*Task details:*
Treat the line containing "use crate::MAX_SHEET_NAME_LEN;" as the last one, and return every line exactly from the first line of the material below up to it.
########################################
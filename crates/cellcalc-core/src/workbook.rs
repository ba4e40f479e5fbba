//! Workbook type - sheets plus defined names

use crate::cell::CellValue;
use crate::error::{Error, Result};
use crate::named_range::{NameScope, NamedRange, NamedRangeCollection};
use crate::worksheet::Worksheet;
use crate::MAX_SHEET_NAME_LEN;

/// An in-memory workbook
///
/// Sheets are addressed by index; indices are stable because sheets can be
/// added and renamed but not removed or reordered.
#[derive(Debug, Clone)]
pub struct Workbook {
    worksheets: Vec<Worksheet>,
    named_ranges: NamedRangeCollection,
}

impl Workbook {
    /// Create a workbook with one sheet named "Sheet1"
    pub fn new() -> Self {
        Self {
            worksheets: vec![Worksheet::new("Sheet1")],
            named_ranges: NamedRangeCollection::new(),
        }
    }

    /// Create an empty workbook with no worksheets
    pub fn empty() -> Self {
        Self {
            worksheets: Vec::new(),
            named_ranges: NamedRangeCollection::new(),
        }
    }

    pub fn sheet_count(&self) -> usize {
        self.worksheets.len()
    }

    pub fn worksheet(&self, index: usize) -> Option<&Worksheet> {
        self.worksheets.get(index)
    }

    pub fn worksheet_mut(&mut self, index: usize) -> Option<&mut Worksheet> {
        self.worksheets.get_mut(index)
    }

    pub fn worksheet_by_name(&self, name: &str) -> Option<&Worksheet> {
        self.sheet_index(name).and_then(|i| self.worksheets.get(i))
    }

    /// Index of a sheet by name (case-insensitive, as in formulas)
    pub fn sheet_index(&self, name: &str) -> Option<usize> {
        self.worksheets
            .iter()
            .position(|ws| ws.name().eq_ignore_ascii_case(name))
    }

    pub fn worksheets(&self) -> impl Iterator<Item = &Worksheet> {
        self.worksheets.iter()
    }

    /// Add a sheet named "SheetN" with the first free N
    pub fn add_worksheet(&mut self) -> Result<usize> {
        let name = (self.worksheets.len() + 1..)
            .map(|n| format!("Sheet{}", n))
            .find(|name| self.sheet_index(name).is_none())
            .ok_or_else(|| Error::InvalidSheetName("no free sheet name".into()))?;
        self.add_worksheet_with_name(&name)
    }

    pub fn add_worksheet_with_name(&mut self, name: &str) -> Result<usize> {
        self.validate_sheet_name(name, None)?;
        self.worksheets.push(Worksheet::new(name));
        Ok(self.worksheets.len() - 1)
    }

    pub fn rename_worksheet(&mut self, index: usize, new_name: &str) -> Result<()> {
        let count = self.worksheets.len();
        self.validate_sheet_name(new_name, Some(index))?;
        let sheet = self
            .worksheets
            .get_mut(index)
            .ok_or(Error::SheetOutOfBounds(index, count))?;
        sheet.set_name(new_name);
        Ok(())
    }

    /// Raw content of a cell; `None` for unknown sheets and blank cells
    pub fn cell_content(&self, sheet: usize, row: u32, col: u16) -> Option<&CellValue> {
        self.worksheets.get(sheet)?.cell_at(row, col)
    }

    // ==================== Named Ranges ====================

    /// Define a workbook-scoped name
    ///
    /// ```
    /// use cellcalc_core::Workbook;
    ///
    /// let mut wb = Workbook::new();
    /// wb.define_name("TaxRate", "Sheet1!$B$1").unwrap();
    /// assert!(wb.get_named_range("taxrate", 0).is_some());
    /// ```
    pub fn define_name(&mut self, name: &str, refers_to: &str) -> Result<()> {
        self.named_ranges
            .define(NamedRange::new(name, refers_to, NameScope::Workbook))
    }

    pub fn define_name_for_sheet(
        &mut self,
        name: &str,
        refers_to: &str,
        sheet_index: usize,
    ) -> Result<()> {
        if sheet_index >= self.worksheets.len() {
            return Err(Error::SheetOutOfBounds(sheet_index, self.worksheets.len()));
        }
        self.named_ranges
            .define(NamedRange::sheet_scope(name, refers_to, sheet_index))
    }

    /// Look a name up from a formula on `current_sheet`
    pub fn get_named_range(&self, name: &str, current_sheet: usize) -> Option<&NamedRange> {
        self.named_ranges.get(name, current_sheet)
    }

    pub fn remove_name(&mut self, name: &str) -> Option<NamedRange> {
        self.named_ranges.remove(name, NameScope::Workbook)
    }

    pub fn named_ranges(&self) -> &NamedRangeCollection {
        &self.named_ranges
    }

    fn validate_sheet_name(&self, name: &str, exclude_index: Option<usize>) -> Result<()> {
        if name.is_empty() {
            return Err(Error::InvalidSheetName("Sheet name cannot be empty".into()));
        }
        if name.chars().count() > MAX_SHEET_NAME_LEN {
            return Err(Error::InvalidSheetName(format!(
                "Sheet name too long (max {} characters)",
                MAX_SHEET_NAME_LEN
            )));
        }
        if let Some(c) = name
            .chars()
            .find(|c| [':', '\\', '/', '?', '*', '[', ']'].contains(c))
        {
            return Err(Error::InvalidSheetName(format!(
                "Sheet name cannot contain '{}'",
                c
            )));
        }
        if name.starts_with('\'') || name.ends_with('\'') {
            return Err(Error::InvalidSheetName(
                "Sheet name cannot start or end with an apostrophe".into(),
            ));
        }

        match self.sheet_index(name) {
            Some(i) if Some(i) != exclude_index => Err(Error::DuplicateSheetName(name.into())),
            _ => Ok(()),
        }
    }
}

impl Default for Workbook {
    fn default() -> Self {
        Self::new()
    }
}

#[cfg(test)]
mod tests {
    use super::*;

    #[test]
    fn test_new_workbook() {
        let wb = Workbook::new();
        assert_eq!(wb.sheet_count(), 1);
        assert_eq!(wb.worksheet(0).unwrap().name(), "Sheet1");
        assert_eq!(Workbook::empty().sheet_count(), 0);
    }

    #[test]
    fn test_add_worksheets() {
        let mut wb = Workbook::new();
        assert_eq!(wb.add_worksheet().unwrap(), 1);
        assert_eq!(wb.worksheet(1).unwrap().name(), "Sheet2");
        assert_eq!(wb.add_worksheet_with_name("My Data").unwrap(), 2);
        assert_eq!(wb.sheet_index("my data"), Some(2));
    }

    #[test]
    fn test_invalid_and_duplicate_names() {
        let mut wb = Workbook::new();
        assert!(wb.add_worksheet_with_name("SHEET1").is_err());
        assert!(wb.add_worksheet_with_name("").is_err());
        assert!(wb.add_worksheet_with_name("Sheet/1").is_err());
        assert!(wb.add_worksheet_with_name("'quoted").is_err());
        assert!(wb
            .add_worksheet_with_name(&"A".repeat(MAX_SHEET_NAME_LEN + 1))
            .is_err());
        assert!(wb.add_worksheet_with_name("Bob's sheet").is_ok());
    }

    #[test]
    fn test_rename_keeps_index() {
        let mut wb = Workbook::new();
        wb.add_worksheet_with_name("Data").unwrap();
        wb.rename_worksheet(1, "Inputs").unwrap();
        assert_eq!(wb.sheet_index("Inputs"), Some(1));
        assert!(wb.rename_worksheet(0, "inputs").is_err());
        assert!(wb.rename_worksheet(0, "Sheet1").is_ok());
    }

    #[test]
    fn test_cell_content_and_names() {
        let mut wb = Workbook::new();
        wb.worksheet_mut(0).unwrap().set_cell_value("A1", 5.0).unwrap();
        assert_eq!(wb.cell_content(0, 0, 0), Some(&CellValue::Number(5.0)));
        assert_eq!(wb.cell_content(4, 0, 0), None);

        wb.define_name("Rate", "0.5").unwrap();
        wb.define_name_for_sheet("Rate", "0.7", 0).unwrap();
        assert_eq!(wb.get_named_range("rate", 0).unwrap().refers_to, "0.7");
        assert!(wb.define_name_for_sheet("Other", "1", 9).is_err());
        assert!(wb.remove_name("RATE").is_some());
    }
}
########################################
*Result:*
filename crates/cellcalc-core/src/workbook.rs
repository ba4e40f479e5fbba
//! Workbook type - sheets plus defined names

use crate::cell::CellValue;
use crate::error::{Error, Result};
use crate::named_range::{NameScope, NamedRange, NamedRangeCollection};
use crate::worksheet::Worksheet;
use crate::MAX_SHEET_NAME_LEN;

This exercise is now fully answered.